Scan the records below for the line containing "filename src/services/cache.rs" and the line containing "the same index.". Copy both, plus every line between, exactly.

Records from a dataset
***

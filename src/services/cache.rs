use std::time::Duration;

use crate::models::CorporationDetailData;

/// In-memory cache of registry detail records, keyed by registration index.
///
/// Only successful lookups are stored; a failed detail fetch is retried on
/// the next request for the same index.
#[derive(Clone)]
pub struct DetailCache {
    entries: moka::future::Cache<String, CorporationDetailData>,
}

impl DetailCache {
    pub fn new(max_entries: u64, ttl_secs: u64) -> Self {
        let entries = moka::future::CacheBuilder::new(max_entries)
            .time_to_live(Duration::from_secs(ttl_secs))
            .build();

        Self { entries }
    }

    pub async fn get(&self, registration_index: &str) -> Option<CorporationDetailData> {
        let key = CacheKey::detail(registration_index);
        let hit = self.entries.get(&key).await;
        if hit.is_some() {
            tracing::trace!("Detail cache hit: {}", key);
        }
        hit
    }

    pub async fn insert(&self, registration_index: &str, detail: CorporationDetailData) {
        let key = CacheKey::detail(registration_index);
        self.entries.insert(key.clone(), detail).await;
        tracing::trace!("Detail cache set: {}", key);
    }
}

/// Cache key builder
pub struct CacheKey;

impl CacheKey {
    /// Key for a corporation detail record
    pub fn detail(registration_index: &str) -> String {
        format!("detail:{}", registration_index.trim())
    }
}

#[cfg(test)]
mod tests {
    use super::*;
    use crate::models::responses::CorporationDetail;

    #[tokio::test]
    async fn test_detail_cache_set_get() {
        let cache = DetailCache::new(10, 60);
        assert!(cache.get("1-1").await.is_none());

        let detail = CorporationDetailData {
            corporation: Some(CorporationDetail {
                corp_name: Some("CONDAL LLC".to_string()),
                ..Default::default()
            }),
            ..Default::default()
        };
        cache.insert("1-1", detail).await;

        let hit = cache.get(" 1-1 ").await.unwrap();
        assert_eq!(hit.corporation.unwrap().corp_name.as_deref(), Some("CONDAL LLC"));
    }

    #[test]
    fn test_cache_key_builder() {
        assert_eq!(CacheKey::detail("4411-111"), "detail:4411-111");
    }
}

***

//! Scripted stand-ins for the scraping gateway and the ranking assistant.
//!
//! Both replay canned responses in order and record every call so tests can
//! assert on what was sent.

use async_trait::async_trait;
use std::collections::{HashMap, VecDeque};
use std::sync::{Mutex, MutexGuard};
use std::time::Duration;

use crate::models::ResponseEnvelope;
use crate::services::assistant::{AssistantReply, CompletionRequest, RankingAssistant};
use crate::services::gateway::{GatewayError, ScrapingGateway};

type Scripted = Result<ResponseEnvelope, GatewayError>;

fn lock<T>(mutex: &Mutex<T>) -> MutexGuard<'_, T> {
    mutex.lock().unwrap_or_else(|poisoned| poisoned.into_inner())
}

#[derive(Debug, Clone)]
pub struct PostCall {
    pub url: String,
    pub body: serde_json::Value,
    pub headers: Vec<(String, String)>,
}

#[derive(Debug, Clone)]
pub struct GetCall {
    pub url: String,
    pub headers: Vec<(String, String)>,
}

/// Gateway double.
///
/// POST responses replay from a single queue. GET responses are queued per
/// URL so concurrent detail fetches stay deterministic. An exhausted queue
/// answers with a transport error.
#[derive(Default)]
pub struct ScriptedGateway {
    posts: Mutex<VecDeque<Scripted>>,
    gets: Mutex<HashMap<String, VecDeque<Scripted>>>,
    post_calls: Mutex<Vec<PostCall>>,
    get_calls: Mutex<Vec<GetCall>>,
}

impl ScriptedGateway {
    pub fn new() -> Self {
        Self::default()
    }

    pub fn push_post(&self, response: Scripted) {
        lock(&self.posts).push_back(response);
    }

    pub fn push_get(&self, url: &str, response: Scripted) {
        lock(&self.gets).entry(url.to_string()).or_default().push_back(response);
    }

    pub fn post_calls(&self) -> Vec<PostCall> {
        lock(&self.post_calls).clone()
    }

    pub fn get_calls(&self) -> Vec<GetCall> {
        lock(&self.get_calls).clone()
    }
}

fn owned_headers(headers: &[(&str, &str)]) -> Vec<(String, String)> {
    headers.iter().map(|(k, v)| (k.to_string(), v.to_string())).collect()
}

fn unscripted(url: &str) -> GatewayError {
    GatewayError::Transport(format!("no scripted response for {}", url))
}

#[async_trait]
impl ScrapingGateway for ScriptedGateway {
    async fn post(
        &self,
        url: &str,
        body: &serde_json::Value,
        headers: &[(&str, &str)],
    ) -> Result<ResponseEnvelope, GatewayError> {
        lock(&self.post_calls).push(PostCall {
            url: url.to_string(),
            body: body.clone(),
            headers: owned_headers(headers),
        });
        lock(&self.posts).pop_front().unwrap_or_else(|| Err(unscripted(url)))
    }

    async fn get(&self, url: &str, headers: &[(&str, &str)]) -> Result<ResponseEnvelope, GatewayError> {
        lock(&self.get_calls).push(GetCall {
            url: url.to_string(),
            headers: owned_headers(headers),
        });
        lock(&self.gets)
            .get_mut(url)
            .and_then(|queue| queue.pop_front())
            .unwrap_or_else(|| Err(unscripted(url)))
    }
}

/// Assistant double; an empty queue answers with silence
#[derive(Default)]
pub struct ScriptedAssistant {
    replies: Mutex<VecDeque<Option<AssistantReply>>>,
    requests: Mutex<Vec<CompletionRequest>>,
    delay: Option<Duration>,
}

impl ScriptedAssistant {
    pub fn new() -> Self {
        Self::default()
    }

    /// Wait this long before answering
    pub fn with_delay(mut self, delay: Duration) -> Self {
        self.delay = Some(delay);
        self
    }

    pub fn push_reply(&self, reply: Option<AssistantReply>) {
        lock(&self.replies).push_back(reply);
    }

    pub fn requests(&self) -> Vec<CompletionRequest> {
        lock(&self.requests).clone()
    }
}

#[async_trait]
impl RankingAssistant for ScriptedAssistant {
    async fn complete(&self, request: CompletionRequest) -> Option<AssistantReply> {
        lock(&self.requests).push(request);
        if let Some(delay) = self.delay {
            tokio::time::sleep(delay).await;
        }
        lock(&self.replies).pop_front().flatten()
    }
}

***

RESULT FOR THIS TASK
filename src/services/cache.rs
use std::time::Duration;

use crate::models::CorporationDetailData;

/// In-memory cache of registry detail records, keyed by registration index.
///
/// Only successful lookups are stored; a failed detail fetch is retried on
/// the next request for the same index.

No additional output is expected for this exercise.